Scotland Yard announces formal investigation into former party chief executive Lord Rennard

Scotland Yard has launched a formal investigation into allegations of sexual harassment towards several women by the Liberal Democrat peer and former chief executive of the party Lord Rennard.

Officers had been assessing if one was merited, weighing up criteria such as whether alleged victims would co-operate with detectives and if evidence of criminal offences could be obtained.

Rennard, who wielded major influence as a strategist over the course of successive elections but stepped down as the party’s chief executive because of ill health in 2009, denies the allegations of inappropriate behaviour.
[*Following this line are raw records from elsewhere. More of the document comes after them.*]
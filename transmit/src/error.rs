//! Error types for the transmit pipeline.
//!
//! Only [`ConfigError`] ever leaves the pipeline. The per-buffer and
//! per-frame errors are counted in the statistics and logged.

use std::fmt;
use std::io;

use wire::CallsignError;

/// Fatal startup failures: bad configuration or a collaborator that could
/// not be initialised.
#[derive(Debug, Clone, PartialEq, Eq)]
#[non_exhaustive]
pub enum ConfigError {
    UnsupportedSampleRate { found: u32 },
    UnsupportedFrameDuration { found_ms: u32 },
    UnsupportedChannels { found: u16 },
    BitrateOutOfRange { found: u32, min: u32, max: u32 },
    InvalidCallsign(CallsignError),
    InvalidTarget { target: String, reason: String },
    /// Configuration file could not be parsed.
    Parse { reason: String },
    /// Audio codec could not be created with the requested settings.
    Encoder { reason: String },
    /// Audio capture backend failed to start.
    Capture { reason: String },
    /// Datagram socket could not be opened.
    Transport { reason: String },
}

/// Why an audio buffer was rejected before encoding.
#[derive(Debug, Clone, Copy, PartialEq, Eq)]
pub enum ValidationError {
    WrongLength { expected: usize, actual: usize },
    /// Every byte is zero: silence or a stuck input, indistinguishable.
    AllZero,
}

/// Codec failure on a single buffer.
#[derive(Debug, Clone, PartialEq, Eq)]
pub enum EncodeError {
    Codec { reason: String },
    /// The codec panicked; the buffer was dropped.
    Panicked,
}

/// Datagram send failure.
#[derive(Debug, Clone, PartialEq, Eq)]
pub enum TransmitError {
    /// Sender was never given a transport, or has been closed.
    NotConnected,
    Io { kind: io::ErrorKind, message: String },
}

impl From<io::Error> for TransmitError {
    fn from(err: io::Error) -> Self {
        Self::Io {
            kind: err.kind(),
            message: err.to_string(),
        }
    }
}

impl From<CallsignError> for ConfigError {
    fn from(err: CallsignError) -> Self {
        Self::InvalidCallsign(err)
    }
}

impl fmt::Display for ConfigError {
    fn fmt(&self, f: &mut fmt::Formatter<'_>) -> fmt::Result {
        match self {
            Self::UnsupportedSampleRate { found } => {
                write!(f, "unsupported sample rate: {found} Hz")
            }
            Self::UnsupportedFrameDuration { found_ms } => {
                write!(f, "unsupported frame duration: {found_ms} ms")
            }
            Self::UnsupportedChannels { found } => {
                write!(f, "unsupported channel count: {found}")
            }
            Self::BitrateOutOfRange { found, min, max } => {
                write!(f, "bitrate {found} bps outside {min}..={max}")
            }
            Self::InvalidCallsign(err) => write!(f, "invalid station callsign: {err}"),
            Self::InvalidTarget { target, reason } => {
                write!(f, "invalid target {target}: {reason}")
            }
            Self::Parse { reason } => write!(f, "config parse error: {reason}"),
            Self::Encoder { reason } => write!(f, "audio encoder init failed: {reason}"),
            Self::Capture { reason } => write!(f, "audio capture init failed: {reason}"),
            Self::Transport { reason } => write!(f, "transport init failed: {reason}"),
        }
    }
}

impl fmt::Display for ValidationError {
    fn fmt(&self, f: &mut fmt::Formatter<'_>) -> fmt::Result {
        match self {
            Self::WrongLength { expected, actual } => {
                write!(f, "buffer length {actual} bytes, expected {expected}")
            }
            Self::AllZero => write!(f, "buffer is all zero"),
        }
    }
}

impl fmt::Display for EncodeError {
    fn fmt(&self, f: &mut fmt::Formatter<'_>) -> fmt::Result {
        match self {
            Self::Codec { reason } => write!(f, "codec error: {reason}"),
            Self::Panicked => write!(f, "codec panicked"),
        }
    }
}

impl fmt::Display for TransmitError {
    fn fmt(&self, f: &mut fmt::Formatter<'_>) -> fmt::Result {
        match self {
            Self::NotConnected => write!(f, "sender has no open transport"),
            Self::Io { kind, message } => write!(f, "send failed ({kind:?}): {message}"),
        }
    }
}

impl std::error::Error for ConfigError {
    fn source(&self) -> Option<&(dyn std::error::Error + 'static)> {
        match self {
            Self::InvalidCallsign(err) => Some(err),
            _ => None,
        }
    }
}

impl std::error::Error for ValidationError {}

impl std::error::Error for EncodeError {}

impl std::error::Error for TransmitError {}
The Metropolitan police said in a statement: “As is standard in cases of an historic nature, officers’ initial inquiries are made to establish if allegations of crime are being made and if there are potential victims and witnesses who are prepared to speak to police.
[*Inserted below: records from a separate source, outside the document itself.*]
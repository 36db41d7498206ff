#![no_main]

use libfuzzer_sys::fuzz_target;
use wire::{decode_frame, FrameCodec, ProtocolVariant, StationId};

fuzz_target!(|data: &[u8]| {
    let legacy = FrameCodec::legacy();
    let current = FrameCodec::current(StationId::from_bytes([0, 0, 0, 0, 0x4b, 0x01]));

    for (codec, variant) in [
        (&legacy, ProtocolVariant::Legacy),
        (&current, ProtocolVariant::Current),
    ] {
        let parsed = codec.parse_frame(data);
        let decoded = decode_frame(variant, data).ok();
        assert_eq!(parsed, decoded);

        if let Some(frame) = parsed {
            assert!(frame.payload.len() <= usize::from(frame.header.payload_len));
            assert!(variant.header_size() + frame.payload.len() <= data.len());
            assert_eq!(frame.header.station_id.is_some(), variant.has_station_id());
        }
    }
});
“Officers then carry out inquiries to corroborate those allegations, and in this case that process is ongoing.

“We are not prepared to discuss who, how many or the nature of the allegations made by those who have come forward to police.”

Alison Smith, an Oxford University politics lecturer and former Lib Dem activist who led complaints of sexual harassment, is among those who have spoken to police. She alleges she was inappropriately touched and sexually harassed by the then Liberal Democrat chief executive after a dinner at his house in 2007.
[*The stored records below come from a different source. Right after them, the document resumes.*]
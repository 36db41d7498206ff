use std::io;
use std::sync::{Arc, Mutex};

use proptest::prelude::*;
use transmit::{
    check_buffer, AudioEncoder, EncodeError, NetworkSender, NullIndicator, PttEdge, PttState,
    TransmitConfig, TransmitPipeline, Transport, ValidationError,
};
use wire::{FrameCodec, FrameType};

#[derive(Clone, Default)]
struct Wire(Arc<Mutex<Vec<Vec<u8>>>>);

impl Transport for Wire {
    fn send(&mut self, datagram: &[u8]) -> io::Result<usize> {
        self.0.lock().unwrap().push(datagram.to_vec());
        Ok(datagram.len())
    }
}

struct Truncating;

impl AudioEncoder for Truncating {
    fn encode(&mut self, pcm: &[u8], _sample_count: usize) -> Result<Vec<u8>, EncodeError> {
        Ok(pcm[..16].to_vec())
    }
}

#[derive(Debug, Clone)]
enum Event {
    Edge(PttEdge),
    Valid,
    Short(usize),
    Silent,
}

fn event() -> impl Strategy<Value = Event> {
    prop_oneof![
        Just(Event::Edge(PttEdge::Pressed)),
        Just(Event::Edge(PttEdge::Released)),
        Just(Event::Valid),
        (0usize..3840).prop_map(Event::Short),
        Just(Event::Silent),
    ]
}

proptest! {
    #[test]
    fn event_streams_keep_counters_consistent(events in prop::collection::vec(event(), 0..64)) {
        let config = TransmitConfig::default();
        let len = config.audio.expected_buffer_len();
        let wire = Wire::default();
        let pipeline = TransmitPipeline::new(
            &config,
            Truncating,
            NullIndicator,
            NetworkSender::new(wire.clone()),
        )
        .unwrap();

        let mut transmitting = false;
        let mut transitions = 0u64;
        let mut audio = 0u64;
        let mut invalid = 0u64;
        for event in &events {
            match event {
                Event::Edge(edge) => {
                    let next = *edge == PttEdge::Pressed;
                    if next != transmitting {
                        transitions += 1;
                        transmitting = next;
                    }
                    pipeline.handle_edge(*edge);
                }
                Event::Valid => {
                    audio += u64::from(transmitting);
                    pipeline.audio_buffer_ready(&vec![7u8; len]);
                }
                Event::Short(n) => {
                    invalid += u64::from(transmitting);
                    pipeline.audio_buffer_ready(&vec![7u8; *n]);
                }
                Event::Silent => {
                    invalid += u64::from(transmitting);
                    pipeline.audio_buffer_ready(&vec![0u8; len]);
                }
            }
        }

        let expected_state = if transmitting { PttState::Transmitting } else { PttState::Idle };
        prop_assert_eq!(pipeline.state(), expected_state);

        let report = pipeline.report();
        prop_assert_eq!(report.audio.frames_encoded, audio);
        prop_assert_eq!(report.audio.frames_sent, audio);
        prop_assert_eq!(report.audio.invalid_frames, invalid);
        prop_assert_eq!(report.network.packets_sent, transitions + audio);
        prop_assert_eq!(u64::from(pipeline.sequence()), transitions + audio);

        let reader = FrameCodec::current(config.station_id().unwrap());
        let frames = wire.0.lock().unwrap();
        let controls = frames
            .iter()
            .filter(|f| reader.parse_frame(f).map(|f| f.frame_type()) == Some(FrameType::Control))
            .count() as u64;
        prop_assert_eq!(controls, transitions);
    }

    #[test]
    fn check_buffer_rules(buf in prop::collection::vec(any::<u8>(), 0..64), expected in 0usize..64) {
        let result = check_buffer(&buf, expected);
        if buf.len() != expected {
            prop_assert_eq!(
                result,
                Err(ValidationError::WrongLength { expected, actual: buf.len() })
            );
        } else if buf.iter().all(|&b| b == 0) {
            prop_assert_eq!(result, Err(ValidationError::AllZero));
        } else {
            prop_assert!(result.is_ok());
        }
    }
}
The Metropolitan police has declined to comment on how many people have so far made complaints about the peer and also did not say if he had been interviewed.

A spokesperson for the Liberal Democrats insisted that nothing had changed in terms of the status of the police inquiry, with which the party was continuing to co-operate.

He added: “The situation today is exactly the same as it was last month.”

The Women Liberal Democrats group wrote to Nick Clegg in February with concerns about the vigour of the party’s own investigations, saying its members had been “shocked and saddened” by the allegations against Rennard.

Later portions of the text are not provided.